À leur tour, la colère et la frustration populaires croissantes ont enhardi les chefs militaires à croire qu’un coup d’État serait célébré par les citoyens.

Pourtant, malgré toutes les erreurs que la France a commises dans ses relations avec ses anciennes colonies d’Afrique au fil des ans, l’instabilité que connaissent actuellement les États francophones ne peut être mise à sa seule porte.

Elle n’a guère été la seule ancienne puissance coloniale à soutenir des dirigeants autoritaires à l’étranger.

Une foule de manifestants pro-militaires lors d’une marche au Niger
Certains de ceux qui s’opposent à l’intervention française au Niger ont plutôt manifesté leur soutien à la Russie
Pendant les jours sombres de la guerre froide, le Royaume-Uni et les États-Unis ont aidé à soutenir un certain nombre de dictateurs en échange de leur loyauté, de Daniel arap Moi au Kenya à Mobutu Sese Seko dans ce qui était alors le Zaïre, aujourd’hui la République démocratique du Congo. .

La relation étroite entre les coups d’État et l’ancienne puissance coloniale était également beaucoup moins répandue aux époques précédentes. Quatre des pays qui ont connu le plus grand nombre de tentatives de coup d’État depuis 1952 sont le Nigéria (8), le Ghana (10), la Sierra Leone (10) et le Soudan (17), qui ont tous connu la domination britannique.

Alors que la tendance récente des coups d’État dans les États francophones peut refléter l’héritage de la Françafrique rentrant chez elle, elle a également été étayée par des niveaux d’insécurité « sans précédent » dans certaines parties de l’Afrique de l’Ouest et de la région du Sahel, avec « des groupes armés, des extrémistes violents et des réseaux criminels » sapant la confiance du public dans les gouvernements civils, selon l’ONU .

Chacun des coups d’État des trois dernières années a également été motivé par un ensemble spécifique de facteurs nationaux qui démontrent l’agence des dirigeants politiques et militaires africains.

Au Mali, le contexte du coup d’État comprenait un afflux de forces extrémistes à la suite de l’ effondrement de l’État libyen en 2011 , des allégations selon lesquelles le président aurait manipulé les élections locales et des manifestations antigouvernementales de masse orchestrées par les partis d’opposition dans la capitale.

Le déclencheur du coup d’État au Niger semble avoir été les projets du président Bazoum de réformer le haut commandement militaire et de destituer le général Tchiani de ses fonctions.

C’est une indication forte que le coup d’État n’était pas vraiment destiné à renforcer la souveraineté nigérienne ou à aider les citoyens les plus pauvres du pays, mais plutôt à protéger les privilèges de l’élite militaire.

Les motifs mixtes des récents coups d’État sont bien démontrés par la rapidité avec laquelle bon nombre des nouveaux gouvernements militaires ont cherché à remplacer une relation problématique avec un allié extérieur par une autre.

Lors du récent sommet Russie-Afrique à Saint-Pétersbourg, les dirigeants du Burkina Faso et du Mali ont déclaré leur soutien au président Vladimir Poutine et à l’invasion de l’Ukraine.

Comme par le passé, les bénéficiaires de ces alliances mondiales seront probablement l’élite politique plutôt que les citoyens ordinaires.
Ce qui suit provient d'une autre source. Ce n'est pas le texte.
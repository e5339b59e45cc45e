//! On-disk cache entry: the cached response plus its expiry.

use chrono::{DateTime, Utc};
use serde::{Deserialize, Serialize};

use search_core::types::SearchResponse;

/// A cached response and the instant it stops being valid.
///
/// TTL is enforced by the reader comparing `expires_at` against the current
/// time, not by redb itself (the teacher's cache layer follows the same
/// split: storage is dumb, expiry is a property of the stored value).
#[derive(Debug, Clone, Serialize, Deserialize)]
pub struct CacheEntry {
    pub response: SearchResponse,
    pub expires_at: DateTime<Utc>,
}

impl CacheEntry {
    #[must_use]
    pub fn is_expired(&self, now: DateTime<Utc>) -> bool {
        now >= self.expires_at
    }
}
On rapporte déjà qu’en mai, des troupes du groupe Wagner, en alliance avec le gouvernement de Poutine à l’époque, ont été responsables de la torture et du massacre de centaines de civils au Mali dans le cadre d’opérations anti-insurrectionnelles.
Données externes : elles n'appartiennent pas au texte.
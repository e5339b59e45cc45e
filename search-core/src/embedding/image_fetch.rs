//! Bounded image loading for the image-search path (spec C1 `embed_image`).
//!
//! Fetches `image_url`, enforces a byte-size bound and a guarded timeout, and
//! sniffs the content type before handing raw bytes to the image encoder.
//! Downscaling large images is left to the upstream encoder: none of this
//! workspace's dependencies include a pixel-decoding crate, and the teacher
//! repo has no equivalent either, so this only implements the bound/timeout/
//! sniff guarantees the spec requires of C1 itself.

use crate::error::{Error, Result};
use crate::types::config::EmbeddingConfig;

const ALLOWED_CONTENT_TYPES: &[&str] = &["image/jpeg", "image/png", "image/webp", "image/gif"];

/// Fetch and validate image bytes from `url`, bounded by `config`.
///
/// # Errors
/// `InvalidInput` for a bad URL, wrong content type, or oversized payload;
/// `UpstreamUnavailable` if the request times out or the fetch fails.
#[cfg(feature = "provider-http")]
pub async fn fetch_image_bytes(url: &str, config: &EmbeddingConfig) -> Result<Vec<u8>> {
    let client = reqwest::Client::new();
    let timeout = config.image_timeout;
    let max_bytes = max_image_bytes(config);

    let response = tokio::time::timeout(timeout, client.get(url).send())
        .await
        .map_err(|_| Error::UpstreamUnavailable("image fetch timed out".into()))?
        .map_err(|e| Error::UpstreamUnavailable(e.to_string()))?;

    let content_type = response
        .headers()
        .get(reqwest::header::CONTENT_TYPE)
        .and_then(|v| v.to_str().ok())
        .unwrap_or_default()
        .to_string();

    if !ALLOWED_CONTENT_TYPES.iter().any(|t| content_type.starts_with(t)) {
        return Err(Error::InvalidInput(format!(
            "unsupported image content type: {content_type}"
        )));
    }

    if let Some(len) = response.content_length() {
        if len > max_bytes {
            return Err(Error::InvalidInput("image exceeds size bound".into()));
        }
    }

    let bytes = tokio::time::timeout(timeout, response.bytes())
        .await
        .map_err(|_| Error::UpstreamUnavailable("image download timed out".into()))?
        .map_err(|e| Error::UpstreamUnavailable(e.to_string()))?;

    if bytes.len() as u64 > max_bytes {
        return Err(Error::InvalidInput("image exceeds size bound".into()));
    }

    Ok(bytes.to_vec())
}

#[cfg(not(feature = "provider-http"))]
pub async fn fetch_image_bytes(_url: &str, _config: &EmbeddingConfig) -> Result<Vec<u8>> {
    Err(Error::InvalidInput(
        "image search requires the provider-http feature".into(),
    ))
}

fn max_image_bytes(config: &EmbeddingConfig) -> u64 {
    // Area-preserving downscale guidance (`image_max_dim`) translates to a
    // generous byte bound here since no pixel decoder is available to
    // measure actual dimensions pre-decode.
    u64::from(config.image_max_dim) * u64::from(config.image_max_dim) * 4
}

#[cfg(test)]
mod tests {
    use super::*;

    #[tokio::test]
    async fn missing_feature_fails_closed() {
        #[cfg(not(feature = "provider-http"))]
        {
            let config = EmbeddingConfig::default();
            let result = fetch_image_bytes("https://example.com/a.png", &config).await;
            assert!(result.is_err());
        }
    }
}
Il est donc peu probable que réduire l’influence française soit une aubaine directe pour la stabilité politique, et dans les décennies à venir, nous pourrions bien voir une nouvelle génération de chefs militaires tenter de légitimer de nouveaux coups d’État sur la base de la nécessité de débarrasser leurs pays de l’influence maligne de la Russie.